Disclaimer: I do not own the wonderful world of Game of Thrones. I wish I did, but I don't.

Chapter One

The beating sun of the Dornish capital shone down on the whole of the city. However, though the warmth was not overpowering on this particularly day, and had been softened by a breeze that oft occurred at this height, Princess Myrcella found that it offered no comfort to her, not through the bars of her cell.
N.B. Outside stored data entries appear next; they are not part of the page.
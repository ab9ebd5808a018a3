//! Terminal setup and management
//!
//! Handles terminal initialization, restoration, and provides an RAII guard
//! for cleanup on exit or panic.

use crossterm::{
    execute,
    terminal::{disable_raw_mode, enable_raw_mode, EnterAlternateScreen, LeaveAlternateScreen},
};
use ratatui::prelude::*;
use std::io::{self, stdout, Stdout};

/// Type alias for our terminal backend
pub type Tui = Terminal<CrosstermBackend<Stdout>>;

/// Enter raw mode and the alternate screen
///
/// # Errors
/// Returns error if terminal setup fails (e.g., not a TTY).
pub fn init() -> io::Result<Tui> {
    enable_raw_mode()?;
    let mut stdout = stdout();
    execute!(stdout, EnterAlternateScreen)?;
    Terminal::new(CrosstermBackend::new(stdout))
}

/// Restore terminal to normal state. Safe to call more than once.
pub fn restore() -> io::Result<()> {
    disable_raw_mode()?;
    execute!(stdout(), LeaveAlternateScreen)?;
    Ok(())
}

/// Restores the terminal when dropped, including during a panic unwind
pub struct TerminalGuard;

impl Drop for TerminalGuard {
    fn drop(&mut self) {
        let _ = restore();
    }
}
Though the Martells, the family that ruled over this beautiful city and the country beyond, had professed to King's Landing that she was to be a guest, she resided in the highest room of the Spear Tower. The room was comfortable enough, the view was truly stunning, and she wanted for neither food nor clothing, but the bars covering her window reminded her of just what she was. A prisoner.

She had been sent to Dorne by her mother's youngest brother, Tyrion, as insurance of their allegiance to King Joffrey and the Lannister army, and it was only a day or two of correspondence by raven before she had been spirited away to the very south of the Seven Kingdoms. She had bitten her lip until they had sailed out of sight of the crowd gathered on the beach, knowing that her mother would not want her to cry. The woman's words echoed in her mind even now. _You are a lion, my love, and lions must always be strong._

Tommen had cried. She had seen the tears streaking down his cheeks, even from the distance she was at. She had always been the one to comfort her younger brother when he cried, and it tore at her heartstrings to see him so upset. But, for the first time in her life, she had not gone to him. She had simply turned her head to the side and hoped for good wind so that she would not have to look at him for as long.

She missed her brother dearly. Tommen was certainly the one she missed the most out of her family, followed quickly by her mother and her uncle Tyrion, even though he had been the one to ship her off to Dorne. She could not say that she would miss Joffrey in the least, though. They had always hated each other; he resented that she had taken his mother's attention from him for a time when she was first born, and she hated the way he treated those he considered to be beneath him. '_There could not have been a worse choice for king than Joffrey.'_ she thought, resenting the fact that Joffrey had been born before Tommen. Her younger brother would have been a better king, in her opinion, even now, at the tender age of eight.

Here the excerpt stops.